EXERCISE: Your job with the data below is to output exactly the lines from the one holding "let metrics = metrics.clone();" down to the one holding "the whole document.", both included, and no others.

DATA UNDER STUDY:
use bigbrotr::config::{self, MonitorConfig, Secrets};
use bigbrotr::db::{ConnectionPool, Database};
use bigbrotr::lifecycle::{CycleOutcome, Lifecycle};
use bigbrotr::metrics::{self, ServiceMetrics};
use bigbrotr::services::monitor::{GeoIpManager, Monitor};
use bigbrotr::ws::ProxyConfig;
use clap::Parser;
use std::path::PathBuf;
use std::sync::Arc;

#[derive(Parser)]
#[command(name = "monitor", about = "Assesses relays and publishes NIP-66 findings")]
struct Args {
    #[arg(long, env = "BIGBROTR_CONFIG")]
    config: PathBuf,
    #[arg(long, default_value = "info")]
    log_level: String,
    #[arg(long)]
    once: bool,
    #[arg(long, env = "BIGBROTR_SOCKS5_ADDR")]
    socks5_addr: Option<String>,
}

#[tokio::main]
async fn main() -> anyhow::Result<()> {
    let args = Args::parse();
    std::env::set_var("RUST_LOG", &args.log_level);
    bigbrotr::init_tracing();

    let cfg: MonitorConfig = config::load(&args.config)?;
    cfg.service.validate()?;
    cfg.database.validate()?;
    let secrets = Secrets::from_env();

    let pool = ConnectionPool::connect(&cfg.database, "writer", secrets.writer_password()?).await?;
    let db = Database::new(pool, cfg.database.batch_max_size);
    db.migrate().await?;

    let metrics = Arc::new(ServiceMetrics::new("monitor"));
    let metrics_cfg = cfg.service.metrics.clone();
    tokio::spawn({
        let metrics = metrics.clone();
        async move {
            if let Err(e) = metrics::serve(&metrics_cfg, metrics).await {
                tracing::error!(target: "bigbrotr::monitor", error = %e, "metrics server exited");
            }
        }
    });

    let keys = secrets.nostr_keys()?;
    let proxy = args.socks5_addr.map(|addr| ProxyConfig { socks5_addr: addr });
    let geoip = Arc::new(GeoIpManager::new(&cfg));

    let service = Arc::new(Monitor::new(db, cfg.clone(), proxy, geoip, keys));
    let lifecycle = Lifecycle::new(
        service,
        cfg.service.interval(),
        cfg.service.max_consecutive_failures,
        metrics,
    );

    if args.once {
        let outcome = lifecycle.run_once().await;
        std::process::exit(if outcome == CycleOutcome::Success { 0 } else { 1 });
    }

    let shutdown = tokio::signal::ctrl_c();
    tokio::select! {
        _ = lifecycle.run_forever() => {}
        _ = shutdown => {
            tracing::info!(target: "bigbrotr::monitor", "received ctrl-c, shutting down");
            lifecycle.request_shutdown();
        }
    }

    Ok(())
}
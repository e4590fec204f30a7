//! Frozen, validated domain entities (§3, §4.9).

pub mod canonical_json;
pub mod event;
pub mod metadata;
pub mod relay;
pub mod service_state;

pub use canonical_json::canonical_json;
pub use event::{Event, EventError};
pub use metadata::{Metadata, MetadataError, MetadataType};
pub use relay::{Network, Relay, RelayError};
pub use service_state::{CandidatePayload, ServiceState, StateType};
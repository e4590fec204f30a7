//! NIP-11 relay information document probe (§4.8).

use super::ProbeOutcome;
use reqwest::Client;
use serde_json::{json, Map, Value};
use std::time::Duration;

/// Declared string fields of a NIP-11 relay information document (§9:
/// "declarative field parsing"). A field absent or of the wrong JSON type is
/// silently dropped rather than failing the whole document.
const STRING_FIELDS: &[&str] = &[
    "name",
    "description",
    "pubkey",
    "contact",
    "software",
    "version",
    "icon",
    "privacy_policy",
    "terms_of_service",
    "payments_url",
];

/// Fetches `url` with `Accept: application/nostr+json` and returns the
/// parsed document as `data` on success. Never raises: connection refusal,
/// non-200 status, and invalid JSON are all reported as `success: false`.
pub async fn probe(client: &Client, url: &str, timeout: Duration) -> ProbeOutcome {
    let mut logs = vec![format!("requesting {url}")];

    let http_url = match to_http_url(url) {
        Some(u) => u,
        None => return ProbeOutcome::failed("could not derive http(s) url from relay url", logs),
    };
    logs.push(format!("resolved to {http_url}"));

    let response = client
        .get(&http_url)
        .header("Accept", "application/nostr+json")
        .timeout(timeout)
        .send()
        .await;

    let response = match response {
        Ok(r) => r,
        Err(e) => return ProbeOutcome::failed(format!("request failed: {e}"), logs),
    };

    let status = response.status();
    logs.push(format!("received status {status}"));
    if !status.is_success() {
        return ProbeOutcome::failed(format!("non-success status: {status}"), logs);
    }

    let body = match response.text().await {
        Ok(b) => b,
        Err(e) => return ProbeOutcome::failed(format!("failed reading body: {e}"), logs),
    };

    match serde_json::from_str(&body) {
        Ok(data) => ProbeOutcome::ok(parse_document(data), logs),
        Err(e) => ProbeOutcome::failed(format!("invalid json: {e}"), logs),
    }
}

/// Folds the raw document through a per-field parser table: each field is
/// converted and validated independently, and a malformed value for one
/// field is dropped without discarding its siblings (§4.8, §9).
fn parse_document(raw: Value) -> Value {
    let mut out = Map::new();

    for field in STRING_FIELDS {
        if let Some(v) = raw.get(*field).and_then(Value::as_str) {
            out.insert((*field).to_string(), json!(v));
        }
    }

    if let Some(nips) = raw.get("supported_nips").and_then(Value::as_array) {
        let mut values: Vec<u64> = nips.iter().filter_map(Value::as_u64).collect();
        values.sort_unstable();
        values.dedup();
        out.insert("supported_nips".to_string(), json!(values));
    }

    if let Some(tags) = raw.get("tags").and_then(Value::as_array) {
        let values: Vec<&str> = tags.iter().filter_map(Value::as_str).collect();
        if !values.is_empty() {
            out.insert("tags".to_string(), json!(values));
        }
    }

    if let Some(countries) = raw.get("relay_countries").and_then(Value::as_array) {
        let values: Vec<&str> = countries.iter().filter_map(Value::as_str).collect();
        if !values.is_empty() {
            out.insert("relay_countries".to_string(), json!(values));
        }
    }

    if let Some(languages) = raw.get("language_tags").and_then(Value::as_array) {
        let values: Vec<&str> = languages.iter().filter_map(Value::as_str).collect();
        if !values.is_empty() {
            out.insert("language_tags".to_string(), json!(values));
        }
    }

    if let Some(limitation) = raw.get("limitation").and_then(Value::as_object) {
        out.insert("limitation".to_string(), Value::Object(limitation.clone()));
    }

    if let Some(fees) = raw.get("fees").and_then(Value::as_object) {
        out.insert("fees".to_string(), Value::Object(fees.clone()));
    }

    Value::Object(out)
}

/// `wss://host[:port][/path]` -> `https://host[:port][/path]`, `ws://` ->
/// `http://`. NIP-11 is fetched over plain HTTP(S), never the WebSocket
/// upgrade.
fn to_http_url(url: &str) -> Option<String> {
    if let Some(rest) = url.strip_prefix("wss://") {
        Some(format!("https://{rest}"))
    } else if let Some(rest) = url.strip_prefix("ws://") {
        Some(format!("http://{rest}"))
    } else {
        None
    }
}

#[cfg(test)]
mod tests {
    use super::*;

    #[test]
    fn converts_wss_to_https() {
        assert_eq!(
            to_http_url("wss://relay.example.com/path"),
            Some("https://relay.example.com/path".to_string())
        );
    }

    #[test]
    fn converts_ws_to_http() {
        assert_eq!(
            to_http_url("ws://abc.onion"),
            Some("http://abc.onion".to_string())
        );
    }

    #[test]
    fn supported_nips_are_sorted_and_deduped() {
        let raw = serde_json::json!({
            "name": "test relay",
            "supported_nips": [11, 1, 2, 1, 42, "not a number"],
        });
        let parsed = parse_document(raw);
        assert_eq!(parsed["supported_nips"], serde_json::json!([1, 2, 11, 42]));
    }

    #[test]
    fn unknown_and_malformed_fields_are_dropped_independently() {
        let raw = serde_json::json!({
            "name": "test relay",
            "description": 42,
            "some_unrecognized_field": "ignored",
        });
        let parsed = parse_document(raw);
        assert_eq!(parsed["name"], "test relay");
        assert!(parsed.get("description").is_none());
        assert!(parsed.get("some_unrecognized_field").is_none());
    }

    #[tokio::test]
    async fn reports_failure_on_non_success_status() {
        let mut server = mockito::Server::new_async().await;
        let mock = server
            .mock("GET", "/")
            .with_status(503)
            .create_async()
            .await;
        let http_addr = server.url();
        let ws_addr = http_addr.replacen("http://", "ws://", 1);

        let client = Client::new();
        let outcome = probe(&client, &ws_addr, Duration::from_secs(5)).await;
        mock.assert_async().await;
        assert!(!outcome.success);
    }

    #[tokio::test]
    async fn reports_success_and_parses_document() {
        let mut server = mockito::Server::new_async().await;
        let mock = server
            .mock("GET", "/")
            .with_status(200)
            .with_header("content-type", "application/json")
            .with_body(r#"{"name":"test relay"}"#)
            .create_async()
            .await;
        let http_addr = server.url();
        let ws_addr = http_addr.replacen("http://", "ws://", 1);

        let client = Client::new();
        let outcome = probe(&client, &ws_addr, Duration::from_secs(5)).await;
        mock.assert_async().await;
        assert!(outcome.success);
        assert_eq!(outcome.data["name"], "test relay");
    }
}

SOLUTION FOR THIS TASK:
        let metrics = metrics.clone();
        async move {
            if let Err(e) = metrics::serve(&metrics_cfg, metrics).await {
                tracing::error!(target: "bigbrotr::monitor", error = %e, "metrics server exited");
            }
        }
    });

    let keys = secrets.nostr_keys()?;
    let proxy = args.socks5_addr.map(|addr| ProxyConfig { socks5_addr: addr });
    let geoip = Arc::new(GeoIpManager::new(&cfg));

    let service = Arc::new(Monitor::new(db, cfg.clone(), proxy, geoip, keys));
    let lifecycle = Lifecycle::new(
        service,
        cfg.service.interval(),
        cfg.service.max_consecutive_failures,
        metrics,
    );

    if args.once {
        let outcome = lifecycle.run_once().await;
        std::process::exit(if outcome == CycleOutcome::Success { 0 } else { 1 });
    }

    let shutdown = tokio::signal::ctrl_c();
    tokio::select! {
        _ = lifecycle.run_forever() => {}
        _ = shutdown => {
            tracing::info!(target: "bigbrotr::monitor", "received ctrl-c, shutting down");
            lifecycle.request_shutdown();
        }
    }

    Ok(())
}
repository e4590fec204f30a7
//! Frozen, validated domain entities (§3, §4.9).

pub mod canonical_json;
pub mod event;
pub mod metadata;
pub mod relay;
pub mod service_state;

pub use canonical_json::canonical_json;
pub use event::{Event, EventError};
pub use metadata::{Metadata, MetadataError, MetadataType};
pub use relay::{Network, Relay, RelayError};
pub use service_state::{CandidatePayload, ServiceState, StateType};
repository e4590fec204f30a7
//! NIP-11 relay information document probe (§4.8).

use super::ProbeOutcome;
use reqwest::Client;
use serde_json::{json, Map, Value};
use std::time::Duration;

/// Declared string fields of a NIP-11 relay information document (§9:
/// "declarative field parsing"). A field absent or of the wrong JSON type is
/// silently dropped rather than failing the whole document.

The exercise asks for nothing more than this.